» **Problem**:
From the records below, count the lines containing the word "sending" and give only that number.

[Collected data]
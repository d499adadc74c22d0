//! Anthropic (Claude) LLM provider implementation.
//!
//! This module implements the `LlmProvider` trait for the Anthropic
//! Messages API (`POST {api_base}/v1/messages`).
//!
//! Differences from the OpenAI format:
//! - the system prompt is a top-level field, not a message
//! - tool definitions use `input_schema` instead of `parameters`
//! - tool results are `tool_result` blocks inside a user message; all the
//!   results answering one assistant turn go in the same user message
//! - the response is a list of content blocks (text or tool_use)

use std::time::Duration;

use anyhow::{Context, Result};
use async_trait::async_trait;
use serde::{Deserialize, Serialize};
use tracing::{debug, warn};

use super::LlmProvider;
use crate::types::{ChatRequest, ChatResponse, Role, TokenUsage, ToolCall};

/// Anthropic API client.
pub struct AnthropicProvider {
    api_key: String,
    api_base: String,
    client: reqwest::Client,
}

// --- API Request Types ---

#[derive(Serialize)]
pub(crate) struct ApiRequest {
    model: String,
    max_tokens: u32,
    #[serde(skip_serializing_if = "Option::is_none")]
    system: Option<String>,
    messages: Vec<ApiMessage>,
    #[serde(skip_serializing_if = "Vec::is_empty")]
    tools: Vec<ApiTool>,
}

#[derive(Serialize)]
struct ApiMessage {
    role: &'static str,
    content: ApiContent,
}

/// Content can be a simple string or an array of content blocks.
#[derive(Serialize)]
#[serde(untagged)]
enum ApiContent {
    Text(String),
    Blocks(Vec<ContentBlock>),
}

#[derive(Serialize, Deserialize, Debug, Clone)]
#[serde(tag = "type")]
enum ContentBlock {
    #[serde(rename = "text")]
    Text { text: String },
    #[serde(rename = "tool_use")]
    ToolUse {
        id: String,
        name: String,
        input: serde_json::Value,
    },
    #[serde(rename = "tool_result")]
    ToolResult {
        tool_use_id: String,
        content: String,
        #[serde(default, skip_serializing_if = "std::ops::Not::not")]
        is_error: bool,
    },
    /// Block kinds we do not consume (e.g. thinking)
    #[serde(other)]
    Other,
}

#[derive(Serialize)]
struct ApiTool {
    name: String,
    description: String,
    input_schema: serde_json::Value,
}

/// Append a `tool_result` block, joining the user message that already
/// carries this turn's results.
fn push_tool_result(api_messages: &mut Vec<ApiMessage>, block: ContentBlock) {
    match api_messages.last_mut() {
        Some(ApiMessage {
            role: "user",
            content: ApiContent::Blocks(blocks),
        }) => blocks.push(block),
        _ => api_messages.push(ApiMessage {
            role: "user",
            content: ApiContent::Blocks(vec![block]),
        }),
    }
}

fn skipped_result(tool_use_id: String) -> ContentBlock {
    ContentBlock::ToolResult {
        tool_use_id,
        content: super::SKIPPED_CALL_RESULT.to_string(),
        is_error: true,
    }
}

// --- API Response Types ---

#[derive(Deserialize, Debug)]
struct ApiResponse {
    content: Vec<ContentBlock>,
    #[allow(dead_code)]
    stop_reason: Option<String>,
    usage: Option<ApiUsage>,
}

#[derive(Deserialize, Debug)]
struct ApiUsage {
    input_tokens: Option<u64>,
    output_tokens: Option<u64>,
}

// --- Implementation ---

impl AnthropicProvider {
    pub fn new(api_key: String, api_base: Option<String>, timeout: Duration) -> Result<Self> {
        Ok(Self {
            api_key,
            api_base: api_base.unwrap_or_else(|| "https://api.anthropic.com".to_string()),
            client: super::http_client(timeout)?,
        })
    }

    /// Convert our internal messages to Anthropic API format.
    pub(crate) fn build_api_request(&self, request: &ChatRequest) -> ApiRequest {
        let mut api_messages: Vec<ApiMessage> = Vec::new();
        let mut gaps = super::unanswered_tool_calls(&request.messages);

        for (i, msg) in request.messages.iter().enumerate() {
            if let Some(ids) = gaps.remove(&i) {
                for id in ids {
                    push_tool_result(&mut api_messages, skipped_result(id));
                }
            }
            match msg.role {
                Role::User => {
                    api_messages.push(ApiMessage {
                        role: "user",
                        content: ApiContent::Text(msg.content.clone()),
                    });
                }
                Role::Assistant => {
                    if msg.tool_calls.is_empty() {
                        api_messages.push(ApiMessage {
                            role: "assistant",
                            content: ApiContent::Text(msg.content.clone()),
                        });
                    } else {
                        let mut blocks = Vec::new();
                        if !msg.content.is_empty() {
                            blocks.push(ContentBlock::Text {
                                text: msg.content.clone(),
                            });
                        }
                        for tc in &msg.tool_calls {
                            // Calls with unparsable arguments were skipped by the
                            // agent; an empty input keeps the transcript valid.
                            let input = serde_json::from_str(&tc.arguments)
                                .unwrap_or_else(|_| serde_json::json!({}));
                            blocks.push(ContentBlock::ToolUse {
                                id: tc.id.clone(),
                                name: tc.name.clone(),
                                input,
                            });
                        }
                        api_messages.push(ApiMessage {
                            role: "assistant",
                            content: ApiContent::Blocks(blocks),
                        });
                    }
                }
                Role::Tool => {
                    let block = ContentBlock::ToolResult {
                        tool_use_id: msg.tool_call_id.clone().unwrap_or_default(),
                        content: msg.content.clone(),
                        is_error: false,
                    };
                    push_tool_result(&mut api_messages, block);
                }
            }
        }
        if let Some(ids) = gaps.remove(&request.messages.len()) {
            for id in ids {
                push_tool_result(&mut api_messages, skipped_result(id));
            }
        }

        let tools: Vec<ApiTool> = request
            .tools
            .iter()
            .map(|t| ApiTool {
                name: t.name.clone(),
                description: t.description.clone(),
                input_schema: t.input_schema.clone(),
            })
            .collect();

        ApiRequest {
            model: request.model.clone(),
            max_tokens: request.max_tokens,
            system: request.system.clone(),
            messages: api_messages,
            tools,
        }
    }

    /// Parse the API response into our internal ChatResponse.
    fn parse_response(&self, api_response: ApiResponse) -> ChatResponse {
        let mut content = String::new();
        let mut tool_calls = Vec::new();

        for block in api_response.content {
            match block {
                ContentBlock::Text { text } => {
                    content.push_str(&text);
                }
                ContentBlock::ToolUse { id, name, input } => {
                    tool_calls.push(ToolCall {
                        id,
                        name,
                        arguments: input.to_string(),
                    });
                }
                ContentBlock::ToolResult { .. } => {
                    warn!("unexpected tool_result block in response");
                }
                ContentBlock::Other => {}
            }
        }

        let usage = api_response.usage.map(|u| TokenUsage {
            input_tokens: u.input_tokens.unwrap_or(0),
            output_tokens: u.output_tokens.unwrap_or(0),
        });

        ChatResponse {
            content,
            tool_calls,
            usage,
        }
    }
}

#[async_trait]
impl LlmProvider for AnthropicProvider {
    async fn chat_completion(&self, request: &ChatRequest) -> Result<ChatResponse> {
        let api_request = self.build_api_request(request);

        let url = format!("{}/v1/messages", self.api_base.trim_end_matches('/'));
        debug!(%url, messages = api_request.messages.len(), "sending messages request");
        let response = self
            .client
            .post(&url)
            .header("x-api-key", &self.api_key)
            .header("anthropic-version", "2023-06-01")
            .header("content-type", "application/json")
            .json(&api_request)
            .send()
            .await
            .context("Failed to send request to Anthropic API")?;

        let status = response.status();
        if !status.is_success() {
            let error_body = response.text().await.unwrap_or_default();
            anyhow::bail!("Anthropic API error ({}): {}", status, error_body);
        }

        let api_response: ApiResponse = response
            .json()
            .await
            .context("Failed to parse Anthropic API response")?;

        Ok(self.parse_response(api_response))
    }

    fn name(&self) -> &str {
        "Anthropic"
    }
}
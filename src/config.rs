//! Configuration management for mcpquery.

use anyhow::{bail, Context, Result};
use serde::{Deserialize, Serialize};
use std::path::{Path, PathBuf};
use std::time::Duration;

#[derive(Debug, Clone, Serialize, Deserialize)]
pub struct AppConfig {
    pub llm: LlmConfig,
    #[serde(default)]
    pub server: ServerConfig,
    #[serde(default)]
    pub agent: AgentConfig,
}

#[derive(Debug, Clone, Serialize, Deserialize)]
pub struct LlmConfig {
    pub provider: String,
    pub model: String,
    #[serde(default)]
    pub api_base: Option<String>,
    #[serde(default)]
    pub api_key: Option<String>,
    #[serde(default = "default_api_key_env")]
    pub api_key_env: String,
    pub max_tokens: u32,
    #[serde(default = "default_llm_timeout")]
    pub timeout_secs: u64,
}

fn default_api_key_env() -> String {
    "LLM_API_KEY".to_string()
}

fn default_llm_timeout() -> u64 {
    60
}

/// Where the MCP tool server lives and how long to wait for it.
#[derive(Debug, Clone, Serialize, Deserialize)]
pub struct ServerConfig {
    #[serde(default = "default_server_url")]
    pub url: String,
    #[serde(default = "default_connect_timeout")]
    pub connect_timeout_secs: u64,
    #[serde(default = "default_call_timeout")]
    pub call_timeout_secs: u64,
    #[serde(default)]
    pub auth_token: Option<String>,
    #[serde(default)]
    pub auth_token_env: Option<String>,
}

fn default_server_url() -> String {
    "http://localhost:8080/mcp/stream".to_string()
}

fn default_connect_timeout() -> u64 {
    5
}

fn default_call_timeout() -> u64 {
    30
}

impl Default for ServerConfig {
    fn default() -> Self {
        Self {
            url: default_server_url(),
            connect_timeout_secs: default_connect_timeout(),
            call_timeout_secs: default_call_timeout(),
            auth_token: None,
            auth_token_env: None,
        }
    }
}

impl ServerConfig {
    pub fn connect_timeout(&self) -> Duration {
        Duration::from_secs(self.connect_timeout_secs)
    }

    pub fn call_timeout(&self) -> Duration {
        Duration::from_secs(self.call_timeout_secs)
    }

    /// Bearer token for the tool server, if one is configured.
    pub fn auth_token(&self) -> Option<String> {
        if let Some(token) = &self.auth_token {
            if !token.is_empty() {
                return Some(token.clone());
            }
        }
        self.auth_token_env
            .as_ref()
            .and_then(|var| std::env::var(var).ok())
            .filter(|t| !t.is_empty())
    }
}

#[derive(Debug, Clone, Serialize, Deserialize)]
pub struct AgentConfig {
    /// Upper bound on completion rounds per query
    #[serde(default = "default_max_rounds")]
    pub max_rounds: u32,
    #[serde(default = "default_system_prompt")]
    pub system_prompt: String,
    /// Carry each query's history into the next one
    #[serde(default)]
    pub memory: bool,
}

fn default_max_rounds() -> u32 {
    8
}

fn default_system_prompt() -> String {
    "You are a helpful assistant. Use the available tools when they help \
     answer the user's question, then answer concisely."
        .to_string()
}

impl Default for AgentConfig {
    fn default() -> Self {
        Self {
            max_rounds: default_max_rounds(),
            system_prompt: default_system_prompt(),
            memory: false,
        }
    }
}

impl Default for AppConfig {
    fn default() -> Self {
        Self {
            llm: LlmConfig {
                provider: "openai_compatible".to_string(),
                model: "gpt-4".to_string(),
                api_base: None,
                api_key: None,
                api_key_env: default_api_key_env(),
                max_tokens: 1000,
                timeout_secs: default_llm_timeout(),
            },
            server: ServerConfig::default(),
            agent: AgentConfig::default(),
        }
    }
}

impl AppConfig {
    pub fn config_dir() -> Result<PathBuf> {
        let home = dirs::home_dir().context("Could not determine home directory")?;
        Ok(home.join(".mcpquery"))
    }

    pub fn config_path() -> Result<PathBuf> {
        Ok(Self::config_dir()?.join("config.toml"))
    }

    /// Load the default config file (falling back to built-in defaults),
    /// then apply environment overrides.
    pub fn load() -> Result<Self> {
        let config_path = Self::config_path()?;
        let mut config = if config_path.exists() {
            Self::read_file(&config_path)?
        } else {
            Self::default()
        };
        config.apply_env();
        config.validate()?;
        Ok(config)
    }

    /// Load an explicit config file, which must exist.
    pub fn load_from(path: &Path) -> Result<Self> {
        let mut config = Self::read_file(path)?;
        config.apply_env();
        config.validate()?;
        Ok(config)
    }

    fn read_file(path: &Path) -> Result<Self> {
        let content = std::fs::read_to_string(path)
            .with_context(|| format!("Failed to read config file: {}", path.display()))?;
        toml::from_str(&content)
            .with_context(|| format!("Failed to parse config file: {}", path.display()))
    }

    fn apply_env(&mut self) {
        if let Ok(provider) = std::env::var("MCPQUERY_PROVIDER") {
            self.llm.provider = provider;
        }
        if let Ok(model) = std::env::var("MCPQUERY_MODEL") {
            self.llm.model = model;
        }
        if let Ok(api_base) = std::env::var("MCPQUERY_API_BASE") {
            self.llm.api_base = Some(api_base);
        }
        if let Ok(url) = std::env::var("MCPQUERY_SERVER_URL") {
            self.server.url = url;
        }
    }

    pub fn validate(&self) -> Result<()> {
        if self.agent.max_rounds == 0 {
            bail!("agent.max_rounds must be at least 1");
        }
        if self.server.url.trim().is_empty() {
            bail!("server.url must not be empty");
        }
        Ok(())
    }

    pub fn api_key(&self) -> Result<String> {
        if let Some(key) = &self.llm.api_key {
            if !key.is_empty() {
                return Ok(key.clone());
            }
        }
        std::env::var(&self.llm.api_key_env).with_context(|| {
            format!(
                "API key not found. Either:\n  \
                 1. Set api_key in config file: {}\n  \
                 2. Set environment variable: export {}=your-key",
                Self::config_path()
                    .map(|p| p.display().to_string())
                    .unwrap_or_default(),
                self.llm.api_key_env
            )
        })
    }

    pub fn llm_timeout(&self) -> Duration {
        Duration::from_secs(self.llm.timeout_secs)
    }

    pub fn save_default() -> Result<PathBuf> {
        let config_path = Self::config_path()?;
        Self::default().save_to(&config_path)?;
        Ok(config_path)
    }

    pub fn save_to(&self, path: &Path) -> Result<()> {
        if let Some(parent) = path.parent() {
            std::fs::create_dir_all(parent).with_context(|| {
                format!("Failed to create config directory: {}", parent.display())
            })?;
        }
        let content = toml::to_string_pretty(self).context("Failed to serialize config")?;
        std::fs::write(path, content)
            .with_context(|| format!("Failed to write config file: {}", path.display()))
    }
}
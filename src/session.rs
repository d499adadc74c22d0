//! Session persistence for multi-turn memory.
//!
//! When memory is on, the conversation carried between queries can be
//! saved with `/save` and picked up again with `--resume <id>`.

use anyhow::{bail, Context, Result};
use serde::{Deserialize, Serialize};
use std::path::{Path, PathBuf};

use crate::conversation::check_tool_references;
use crate::types::Message;

/// Persistent session data saved to disk.
#[derive(Debug, Clone, Serialize, Deserialize)]
pub struct SessionData {
    pub id: String,
    pub created_at: String,
    /// MCP server the tool results came from
    #[serde(default)]
    pub server_url: String,
    pub messages: Vec<Message>,
}

impl SessionData {
    pub fn new(server_url: impl Into<String>, messages: Vec<Message>) -> Self {
        Self {
            id: generate_session_id(),
            created_at: now_timestamp(),
            server_url: server_url.into(),
            messages,
        }
    }
}

pub fn sessions_dir() -> Result<PathBuf> {
    let home = dirs::home_dir().context("Could not determine home directory")?;
    Ok(home.join(".mcpquery").join("sessions"))
}

pub fn save_session(dir: &Path, data: &SessionData) -> Result<PathBuf> {
    std::fs::create_dir_all(dir)
        .with_context(|| format!("Failed to create sessions directory: {}", dir.display()))?;
    let path = dir.join(format!("{}.json", data.id));
    let json = serde_json::to_string_pretty(data)?;
    std::fs::write(&path, json)
        .with_context(|| format!("Failed to write session: {}", path.display()))?;
    Ok(path)
}

/// Load a saved session; its history must still satisfy the tool-call
/// back-reference rule.
pub fn load_session(dir: &Path, id: &str) -> Result<SessionData> {
    if !is_session_id(id) {
        bail!("Invalid session id '{}': expected 8 hex characters", id);
    }
    let path = dir.join(format!("{}.json", id));
    let content =
        std::fs::read_to_string(&path).with_context(|| format!("Session '{}' not found", id))?;
    let data: SessionData = serde_json::from_str(&content)
        .with_context(|| format!("Session '{}' is corrupt", id))?;
    check_tool_references(&data.messages)
        .with_context(|| format!("Session '{}' has an inconsistent history", id))?;
    Ok(data)
}

/// All readable sessions, newest first.
pub fn list_sessions(dir: &Path) -> Result<Vec<SessionData>> {
    let mut sessions = Vec::new();
    if !dir.exists() {
        return Ok(sessions);
    }
    for entry in std::fs::read_dir(dir)? {
        let path = entry?.path();
        if path.extension().map_or(false, |ext| ext == "json") {
            if let Ok(content) = std::fs::read_to_string(&path) {
                if let Ok(data) = serde_json::from_str::<SessionData>(&content) {
                    sessions.push(data);
                }
            }
        }
    }
    sessions.sort_by(|a, b| b.created_at.cmp(&a.created_at));
    Ok(sessions)
}

pub fn generate_session_id() -> String {
    uuid::Uuid::new_v4().to_string()[..8].to_string()
}

/// Ids are the first 8 characters of a v4 uuid.
fn is_session_id(id: &str) -> bool {
    id.len() == 8 && id.bytes().all(|b| b.is_ascii_hexdigit())
}

pub fn now_timestamp() -> String {
    chrono::Local::now().format("%Y-%m-%d %H:%M:%S").to_string()
}
//! Error types shared by the agent loop, the conversation log and the
//! tool invoker.
//!
//! Plumbing code (config, providers, the MCP transport) reports failures
//! with `anyhow`; the enums here are the ones callers match on.

use std::time::Duration;

use thiserror::Error;

/// Fatal failures of a single query.
#[derive(Error, Debug)]
pub enum QueryError {
    #[error("LLM call failed: {0:#}")]
    Completion(anyhow::Error),

    #[error("Query cancelled")]
    Cancelled,

    #[error("Conversation invariant violated: {0}")]
    Conversation(#[from] ConversationError),
}

impl QueryError {
    pub fn is_cancelled(&self) -> bool {
        matches!(self, QueryError::Cancelled)
    }
}

/// Rejected appends to a [`crate::conversation::Conversation`].
#[derive(Error, Debug, Clone, PartialEq, Eq)]
pub enum ConversationError {
    #[error("tool result references unknown tool call id '{0}'")]
    UnknownToolCallId(String),

    #[error("tool result message has no tool call id")]
    MissingToolCallId,

    #[error("only assistant messages may carry tool calls")]
    UnexpectedToolCalls,
}

/// Failure of one tool invocation.
#[derive(Error, Debug, Clone, PartialEq)]
pub enum InvokeError {
    #[error("transport error: {0}")]
    Transport(String),

    #[error("rpc error {code}: {message}")]
    Rpc { code: i64, message: String },

    #[error("tool reported an error: {0}")]
    Tool(String),

    #[error("timed out after {0:?}")]
    Timeout(Duration),
}

/// Why a tool call's arguments were not accepted.
#[derive(Error, Debug, Clone, PartialEq, Eq)]
pub enum ArgumentError {
    #[error("unknown tool '{0}'")]
    UnknownTool(String),

    #[error("arguments are not valid JSON: {0}")]
    Malformed(String),

    #[error("arguments must be a JSON object, got {0}")]
    NotAnObject(&'static str),

    #[error("arguments do not match the input schema: {}", .0.join("; "))]
    SchemaViolation(Vec<String>),
}
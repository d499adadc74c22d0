//! Append-only conversation log for one query.
//!
//! The log is the single source of truth for what has been said and done;
//! its order is the order the LLM sees. Every tool result must point at a
//! tool call issued by an earlier assistant turn, and `append` enforces it.

use std::collections::HashSet;

use crate::error::ConversationError;
use crate::types::{Message, Role};

#[derive(Debug, Clone, Default)]
pub struct Conversation {
    messages: Vec<Message>,
    /// Ids of every tool call issued so far
    issued_calls: HashSet<String>,
}

impl Conversation {
    /// Start a fresh conversation seeded with the user's query.
    pub fn new(query: impl Into<String>) -> Self {
        let mut conversation = Self::default();
        conversation.messages.push(Message::user(query));
        conversation
    }

    /// Continue from an earlier history, then add the new query.
    ///
    /// The history is replayed through `append`, so a history that breaks
    /// the back-reference rule is rejected.
    pub fn resume(
        history: impl IntoIterator<Item = Message>,
        query: impl Into<String>,
    ) -> Result<Self, ConversationError> {
        let mut conversation = Self::default();
        for message in history {
            conversation.append(message)?;
        }
        conversation.append(Message::user(query))?;
        Ok(conversation)
    }

    pub fn append(&mut self, message: Message) -> Result<(), ConversationError> {
        match message.role {
            Role::Tool => {
                let id = message
                    .tool_call_id
                    .as_deref()
                    .ok_or(ConversationError::MissingToolCallId)?;
                if !self.issued_calls.contains(id) {
                    return Err(ConversationError::UnknownToolCallId(id.to_string()));
                }
            }
            Role::Assistant => {
                self.issued_calls
                    .extend(message.tool_calls.iter().map(|c| c.id.clone()));
            }
            Role::User => {}
        }
        if message.role != Role::Assistant && !message.tool_calls.is_empty() {
            return Err(ConversationError::UnexpectedToolCalls);
        }

        self.messages.push(message);
        Ok(())
    }

    /// Copy of the log, in order, for sending to the LLM.
    pub fn snapshot(&self) -> Vec<Message> {
        self.messages.clone()
    }

    pub fn messages(&self) -> &[Message] {
        &self.messages
    }

    pub fn len(&self) -> usize {
        self.messages.len()
    }

    pub fn is_empty(&self) -> bool {
        self.messages.is_empty()
    }

    pub fn into_messages(self) -> Vec<Message> {
        self.messages
    }
}

/// Check the back-reference rule over an arbitrary message sequence.
pub fn check_tool_references(messages: &[Message]) -> Result<(), ConversationError> {
    let mut conversation = Conversation::default();
    for message in messages {
        conversation.append(message.clone())?;
    }
    Ok(())
}
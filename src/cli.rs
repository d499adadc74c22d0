//! Interactive prompt loop and result presentation.

use std::future::Future;
use std::io::Write;
use std::path::PathBuf;

use anyhow::Result;
use tokio::io::{AsyncBufRead, AsyncBufReadExt, BufReader};
use tokio_util::sync::CancellationToken;
use tracing::{debug, error};

use crate::agent::{Agent, QueryOutcome, QueryStatus};
use crate::error::QueryError;
use crate::session::{self, SessionData};
use crate::types::Message;

/// One line of user input, interpreted.
#[derive(Debug, Clone, PartialEq, Eq)]
pub enum Input {
    Quit,
    Empty,
    Clear,
    Tools,
    Save,
    Query(String),
}

pub fn parse_input(line: &str) -> Input {
    let input = line.trim();
    match input {
        "" => Input::Empty,
        "quit" | "exit" | "/quit" | "/exit" => Input::Quit,
        "/clear" => Input::Clear,
        "/tools" => Input::Tools,
        "/save" => Input::Save,
        _ => Input::Query(input.to_string()),
    }
}

/// Render an outcome for the terminal: the answer, then one note per
/// skipped tool call, then a notice if the round limit was hit.
pub fn render_outcome(outcome: &QueryOutcome) -> String {
    let mut out = String::new();
    if outcome.answer.trim().is_empty() {
        out.push_str("(no answer)");
    } else {
        out.push_str(outcome.answer.trim_end());
    }

    for skip in &outcome.skipped {
        out.push_str(&format!(
            "\n  [skipped {} ({}): {}]",
            skip.tool, skip.call_id, skip.reason
        ));
    }
    if outcome.status == QueryStatus::DepthExceeded {
        out.push_str(&format!(
            "\n  [stopped after {} rounds without a final answer]",
            outcome.rounds
        ));
    }
    out
}

/// Conversation carried between queries when memory is on.
#[derive(Debug, Default)]
pub struct Memory {
    pub enabled: bool,
    pub history: Vec<Message>,
}

impl Memory {
    pub fn new(enabled: bool, history: Vec<Message>) -> Self {
        Self { enabled, history }
    }

    fn remember(&mut self, outcome: &QueryOutcome) {
        if self.enabled {
            self.history = outcome.history.clone();
        }
    }
}

/// Answer one query, cancelling it if Ctrl-C arrives while it runs.
pub async fn ask(agent: &Agent, memory: &mut Memory, query: &str) -> Result<QueryOutcome, QueryError> {
    let cancel = CancellationToken::new();
    let watcher = {
        let cancel = cancel.clone();
        tokio::spawn(async move {
            if tokio::signal::ctrl_c().await.is_ok() {
                cancel.cancel();
            }
        })
    };

    let result = if memory.enabled && !memory.history.is_empty() {
        agent
            .run_with_history(memory.history.clone(), query, &cancel)
            .await
    } else {
        agent.run(query, &cancel).await
    };
    watcher.abort();

    if let Ok(outcome) = &result {
        debug!(
            rounds = outcome.rounds,
            input_tokens = outcome.usage.input_tokens,
            output_tokens = outcome.usage.output_tokens,
            "query finished"
        );
        memory.remember(outcome);
    }
    result
}

pub struct ChatLoop<'a> {
    pub agent: &'a Agent,
    pub memory: Memory,
    pub server_url: String,
    pub sessions_dir: PathBuf,
}

impl ChatLoop<'_> {
    /// Prompt on stdin. Ctrl-C cancels a running query; at the idle
    /// prompt it ends the session.
    pub async fn run(self) -> Result<()> {
        let stdin = BufReader::new(tokio::io::stdin());
        self.run_on(stdin, || async {
            if tokio::signal::ctrl_c().await.is_err() {
                std::future::pending::<()>().await;
            }
        })
        .await
    }

    /// Prompt loop over any line source; `interrupted` resolves when the
    /// user asks to leave while no query is running.
    pub async fn run_on<R, F, Fut>(mut self, reader: R, interrupted: F) -> Result<()>
    where
        R: AsyncBufRead + Unpin,
        F: Fn() -> Fut,
        Fut: Future<Output = ()>,
    {
        let mut lines = reader.lines();
        println!("Type your query. Type quit or press Ctrl-C to leave, /tools to list tools, /clear to reset memory.");

        loop {
            print!("\nQuery: ");
            std::io::stdout().flush()?;

            let line = tokio::select! {
                line = lines.next_line() => line?,
                _ = interrupted() => {
                    println!();
                    break;
                }
            };
            let Some(line) = line else {
                break;
            };

            match parse_input(&line) {
                Input::Empty => continue,
                Input::Quit => break,
                Input::Clear => {
                    self.memory.history.clear();
                    println!("[Cleared]");
                }
                Input::Tools => {
                    for tool in self.agent.tools().list() {
                        println!("- {}: {}", tool.name, tool.description);
                    }
                }
                Input::Save => self.save(),
                Input::Query(query) => match ask(self.agent, &mut self.memory, &query).await {
                    Ok(outcome) => println!("\n{}", render_outcome(&outcome)),
                    Err(QueryError::Cancelled) => println!("\n[Cancelled]"),
                    Err(e) => {
                        error!(error = %e, "query failed");
                        println!("\n[Error: {}]", e);
                    }
                },
            }
        }
        Ok(())
    }

    fn save(&self) {
        if self.memory.history.is_empty() {
            println!("[Nothing to save: memory is off or empty]");
            return;
        }
        let data = SessionData::new(&self.server_url, self.memory.history.clone());
        match session::save_session(&self.sessions_dir, &data) {
            Ok(path) => println!("[Saved session {} to {}]", data.id, path.display()),
            Err(e) => println!("[Error saving session: {:#}]", e),
        }
    }
}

» **Answer to this task**:
2